On Tiles and Titles: Standard Paving Tiles in Residential Architecture

Standard paving tiles in residential architecture

The story of outside paving and interior tiling in Tel-Aviv follows several types of standard tiles. Terrazzo tiles replaced decorative floor tiles, and reigned for several decades. Ceramic and porcelain tiles replaced the Terrazzo tiles in interior design, while interlocking stones replace concrete tiles in outside paving.
This paper will propose an explanatory framework that will provide explanations for the various changes of the standard tiling: aesthetic-technological-functional changes that are usually considered by the inner discussion in architecture, as well as social-economic extra-architectural changes, which are emphasized by sociological and cultural research.
Paving tiles are unique in that they are loaded, in a flattened and coded way, with many meanings. A number of ideas and themes that lead and direct Israeli architecture are represented in the standard paving tile. These meanings are manifested in tiles as titles or slogans.

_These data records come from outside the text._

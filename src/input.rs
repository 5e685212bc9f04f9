// 该文件是 Lianjian （脸检） 项目的一部分。
// src/input.rs - 图像输入
//
// 本文件根据 Apache 许可证第 2.0 版（以下简称“许可证”）授权使用；
// 除非遵守该许可证条款，否则您不得使用本文件。
// 您可通过以下网址获取许可证副本：
// http://www.apache.org/licenses/LICENSE-2.0
// 除非适用法律要求或书面同意，根据本许可协议分发的软件均按“原样”提供，
// 不附带任何形式的明示或暗示的保证或条件。
// 有关许可权限与限制的具体条款，请参阅本许可协议。
//
// Copyright (C) 2026 Johann Li <me@qinka.pro>, Wareless Group

#[cfg(feature = "read_image_file")]
mod read_image_file;

#[cfg(feature = "read_image_file")]
pub use self::read_image_file::{ImageFileInput, ImageFileInputError};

Tiles can be described as an unstable mark that is somewhat indicative of the elusive nature of building products in particular, and consumer products in general. It is a testimony of the way in which differences are created by a set of cultural classifications in the world of products. One tiling product may carry several meanings that are often contradictive. The dual structure of the values of tiles reflects the market’s attempt to satisfy a maximum number of consumers and to comply with contradicting values in the Israeli society.

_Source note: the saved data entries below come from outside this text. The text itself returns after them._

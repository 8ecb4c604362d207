use std::collections::BTreeMap;
use std::fs::{self, File};
use std::io::{BufReader, Read, Write};
use std::path::{Path, PathBuf};

use cargo_metadata::{DependencyKind, Metadata, MetadataCommand};
use sha2::{Digest, Sha256};
use tracing::debug;

use crate::data::source::with_path;
use crate::error::{PypeError, Result};

pub const REQUIREMENTS_FILE: &str = "requirements.txt";
pub const DIGEST_FILE: &str = "artifacts.sha256";

/// The requirement line for this framework build.
pub fn framework_requirement() -> String {
    format!("{}=={}", env!("CARGO_PKG_NAME"), env!("CARGO_PKG_VERSION"))
}

/// Pinned `name==version` lines for the root package and its normal
/// dependencies, resolved through `cargo metadata`.
pub fn generate_requirements(manifest_path: Option<&Path>) -> Result<Vec<String>> {
    let mut command = MetadataCommand::new();
    if let Some(path) = manifest_path {
        command.manifest_path(path);
    }
    let metadata = command
        .exec()
        .map_err(|err| PypeError::config(format!("Failed to fetch cargo metadata: {err}")))?;
    Ok(requirements_from_metadata(&metadata))
}

fn requirements_from_metadata(metadata: &Metadata) -> Vec<String> {
    let Some(root) = metadata.root_package() else {
        return vec![framework_requirement()];
    };
    let mut lines = vec![format!("{}=={}", root.name, root.version)];
    let mut pinned: Vec<String> = root
        .dependencies
        .iter()
        .filter(|dep| dep.kind == DependencyKind::Normal)
        .filter_map(|dep| {
            metadata
                .packages
                .iter()
                .filter(|pkg| pkg.name == dep.name && dep.req.matches(&pkg.version))
                .max_by(|a, b| a.version.cmp(&b.version))
                .map(|pkg| format!("{}=={}", pkg.name, pkg.version))
        })
        .collect();
    pinned.sort();
    pinned.dedup();
    lines.extend(pinned);
    lines
}

pub fn write_requirements(lines: &[String], output: &Path) -> Result<()> {
    let mut content = lines.join("\n");
    content.push('\n');
    fs::write(output, content).map_err(|err| with_path(err, output))
}

/// Compute the SHA256 digest of the file at `path` and return it as a hex string.
pub fn compute_sha256(path: &Path) -> Result<String> {
    let file = File::open(path).map_err(|err| with_path(err, path))?;
    let mut reader = BufReader::new(file);
    let mut hasher = Sha256::new();
    let mut buffer = [0u8; 8192];

    loop {
        let read = reader.read(&mut buffer)?;
        if read == 0 {
            break;
        }
        hasher.update(&buffer[..read]);
    }

    Ok(format!("{:x}", hasher.finalize()))
}

/// Writes `digest  relative/path` lines for every file below `folder`
/// except the digest file itself.
pub fn write_digests(folder: &Path) -> Result<BTreeMap<String, String>> {
    let mut digests = BTreeMap::new();
    for path in artifact_files(folder)? {
        let relative = relative_name(folder, &path);
        if relative == DIGEST_FILE {
            continue;
        }
        digests.insert(relative, compute_sha256(&path)?);
    }
    let output = folder.join(DIGEST_FILE);
    let mut file = File::create(&output).map_err(|err| with_path(err, &output))?;
    for (name, digest) in &digests {
        writeln!(file, "{digest}  {name}").map_err(|err| with_path(err, &output))?;
    }
    debug!(files = digests.len(), "Artifact digests written");
    Ok(digests)
}

/// Files whose digest no longer matches, or that disappeared.
pub fn verify_digests(folder: &Path) -> Result<Vec<String>> {
    let listing = folder.join(DIGEST_FILE);
    let content = fs::read_to_string(&listing).map_err(|err| with_path(err, &listing))?;
    let mut mismatched = Vec::new();
    for line in content.lines().filter(|line| !line.trim().is_empty()) {
        let (expected, name) = line.split_once("  ").ok_or_else(|| {
            PypeError::config(format!("malformed digest line in {}: {line}", listing.display()))
        })?;
        let path = folder.join(name);
        match compute_sha256(&path) {
            Ok(actual) if actual == expected => {}
            _ => mismatched.push(name.to_string()),
        }
    }
    Ok(mismatched)
}

fn artifact_files(folder: &Path) -> Result<Vec<PathBuf>> {
    let mut files = Vec::new();
    let mut pending = vec![folder.to_path_buf()];
    while let Some(dir) = pending.pop() {
        for entry in fs::read_dir(&dir).map_err(|err| with_path(err, &dir))? {
            let path = entry?.path();
            if path.is_dir() {
                pending.push(path);
            } else {
                files.push(path);
            }
        }
    }
    files.sort();
    Ok(files)
}

fn relative_name(folder: &Path, path: &Path) -> String {
    path.strip_prefix(folder)
        .unwrap_or(path)
        .components()
        .map(|part| part.as_os_str().to_string_lossy())
        .collect::<Vec<_>>()
        .join("/")
}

The classification of Israeli paving tiles according to polar and dual distinctions – east vs. west, nature vs. culture, old vs. new, handcrafted vs. industrialized and rural vs. urban – shows that the former part in each duo manifests an ideological advantage but at the same time a certain practical weakness in relation to their corresponding partner. The latter part in each duo manifest the modernist vision of progress and of western, urban and industrialized culture.